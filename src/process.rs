use std::{env, fs, path::Path, time::Duration};

use anyhow::{Context, Result, bail};
use log::{info, warn};

use crate::{
    cli::{FetchArgs, Level, OutputArgs, OutputFormat, ProcessArgs},
    config::AppConfig,
    export, gate,
    insights::{self, Insights, llm::ChatClient},
    io_utils,
    kpi::{self, KpiTable, Tabular},
    pipeline::{self, PipelineOptions, PipelineOutput},
    source::{
        self,
        remote::{DateRange, GraphClient, HttpTransport},
    },
    table,
};

pub fn execute(args: &ProcessArgs) -> Result<()> {
    let config = AppConfig::load_or_default(args.config.as_deref())?;
    let input = &args.input.input;
    let encoding = io_utils::resolve_encoding(args.input.input_encoding.as_deref())?;
    let raw = source::load_table(input, args.input.delimiter, encoding)
        .with_context(|| format!("Loading {input:?}"))?;

    if args.skip_validation {
        info!("Skipping admission check for {input:?}");
    } else {
        let admission = gate::admit(&raw, &config.validation)?;
        info!("{}", admission.message());
    }

    let output = pipeline::run(raw, &PipelineOptions::from_config(&config))?;
    emit(output, &args.output, &config)
}

pub fn fetch(args: &FetchArgs) -> Result<()> {
    if args.until < args.since {
        bail!(
            "--until ({}) must not be earlier than --since ({})",
            args.until,
            args.since
        );
    }
    let config = AppConfig::load_or_default(args.config.as_deref())?;
    let client = graph_client(&args.token_env, &config)?;
    client.validate_token()?;

    let range = DateRange {
        since: args.since,
        until: args.until,
    };
    info!(
        "Fetching {} account(s) from {} to {}",
        args.accounts.len(),
        range.since,
        range.until
    );
    let report = client.fetch_accounts(&args.accounts, &range)?;
    for failure in &report.failures {
        warn!("Skipped {}: {}", failure.account_id, failure.error);
    }
    if report.table.is_empty() {
        warn!("No records returned for the selected accounts and date range");
    }

    let output = pipeline::run(report.table, &PipelineOptions::from_config(&config))?;
    emit(output, &args.output, &config)
}

pub fn graph_client(token_env: &str, config: &AppConfig) -> Result<GraphClient<HttpTransport>> {
    let token = env::var(token_env)
        .ok()
        .filter(|token| !token.trim().is_empty())
        .with_context(|| format!("Environment variable {token_env} holding the access token is not set"))?;
    let transport = HttpTransport::new(token, Duration::from_secs(config.remote.timeout_secs))?;
    Ok(GraphClient::new(transport, &config.remote))
}

/// Computes KPIs at the requested level and writes them, plus the optional
/// narrative analysis.
fn emit(output: PipelineOutput, args: &OutputArgs, config: &AppConfig) -> Result<()> {
    let summary = output.table.summary();
    match summary.date_range {
        Some((first, last)) => info!(
            "{} record(s), {} campaign(s), {} account(s), {first} to {last}",
            summary.total_rows, summary.campaigns, summary.accounts
        ),
        None => warn!("No records left after processing; output will be empty"),
    }

    let kpis = KpiTable::from_canonical(output.table);
    let tabular = level_view(&kpis, args.level).truncated(args.limit);

    if args.table {
        table::print_table(&tabular);
    } else {
        write_output(&tabular, args.output.as_deref(), args.format)?;
    }

    if let Some(path) = &args.insights {
        let insights = narrative(&kpis, args.offline, config);
        fs::write(path, format!("{insights}\n"))
            .with_context(|| format!("Writing insights to {path:?}"))?;
        info!(
            "Insights ({}) written to {path:?}",
            if insights.is_fallback() { "basic" } else { "model" }
        );
    }
    Ok(())
}

pub fn level_view(kpis: &KpiTable, level: Level) -> Tabular {
    match level {
        Level::Row => kpis.to_tabular(),
        Level::Campaign => kpi::campaign_tabular(&kpi::campaign_summary(kpis)),
        Level::Date => kpi::date_tabular(&kpi::date_summary(kpis)),
    }
}

pub fn resolve_format(explicit: Option<OutputFormat>, path: Option<&Path>) -> OutputFormat {
    if let Some(format) = explicit {
        return format;
    }
    match path
        .and_then(|p| p.extension())
        .and_then(|ext| ext.to_str())
    {
        Some(ext) if ext.eq_ignore_ascii_case("json") => OutputFormat::Json,
        Some(ext) if ext.eq_ignore_ascii_case("tsv") => OutputFormat::Tsv,
        Some(ext) if ext.eq_ignore_ascii_case("xlsx") => OutputFormat::Xlsx,
        _ => OutputFormat::Csv,
    }
}

fn write_output(tabular: &Tabular, path: Option<&Path>, format: Option<OutputFormat>) -> Result<()> {
    let format = resolve_format(format, path);
    let target = path
        .map(|p| p.display().to_string())
        .unwrap_or_else(|| "stdout".into());
    match format {
        OutputFormat::Json => export::write_json(tabular, io_utils::open_output(path)?)?,
        OutputFormat::Xlsx => match path.filter(|p| !io_utils::is_dash(p)) {
            Some(path) => export::write_xlsx(tabular, path)?,
            None => bail!("xlsx output needs an output file (-o)"),
        },
        OutputFormat::Csv | OutputFormat::Tsv => {
            let delimiter = if format == OutputFormat::Tsv {
                io_utils::DEFAULT_TSV_DELIMITER
            } else {
                io_utils::DEFAULT_CSV_DELIMITER
            };
            let mut writer = io_utils::open_csv_writer(path, delimiter)?;
            export::write_delimited(tabular, &mut writer)?;
        }
    }
    info!("Wrote {} row(s) as {format:?} to {target}", tabular.rows.len());
    Ok(())
}

fn narrative(kpis: &KpiTable, offline: bool, config: &AppConfig) -> Insights {
    if offline {
        return insights::generate(None, kpis, &config.currency_symbol);
    }
    match ChatClient::from_config(&config.insights) {
        Ok(client) => insights::generate(Some(&client), kpis, &config.currency_symbol),
        Err(err) => {
            warn!("Language model unavailable: {err}");
            insights::generate(None, kpis, &config.currency_symbol)
        }
    }
}

#[cfg(test)]
mod tests {
    use super::*;
    use std::path::PathBuf;

    #[test]
    fn format_follows_flag_then_extension() {
        assert_eq!(
            resolve_format(Some(OutputFormat::Tsv), Some(&PathBuf::from("a.json"))),
            OutputFormat::Tsv
        );
        assert_eq!(
            resolve_format(None, Some(&PathBuf::from("a.JSON"))),
            OutputFormat::Json
        );
        assert_eq!(
            resolve_format(None, Some(&PathBuf::from("a.tsv"))),
            OutputFormat::Tsv
        );
        assert_eq!(
            resolve_format(None, Some(&PathBuf::from("kpis.xlsx"))),
            OutputFormat::Xlsx
        );
        assert_eq!(resolve_format(None, None), OutputFormat::Csv);
    }

    #[test]
    fn level_view_headers() {
        let kpis = KpiTable::default();
        assert_eq!(level_view(&kpis, Level::Row).headers[0], "account_id");
        assert_eq!(level_view(&kpis, Level::Campaign).headers[0], "campaign_id");
        assert_eq!(level_view(&kpis, Level::Date).headers[1], "active_campaigns");
    }
}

Problem requirements →
Among the records, find all lines that include the string "bail" and return them.

Finished exercise →
use anyhow::{Context, Result, bail};
        bail!(
            None => bail!("xlsx output needs an output file (-o)"),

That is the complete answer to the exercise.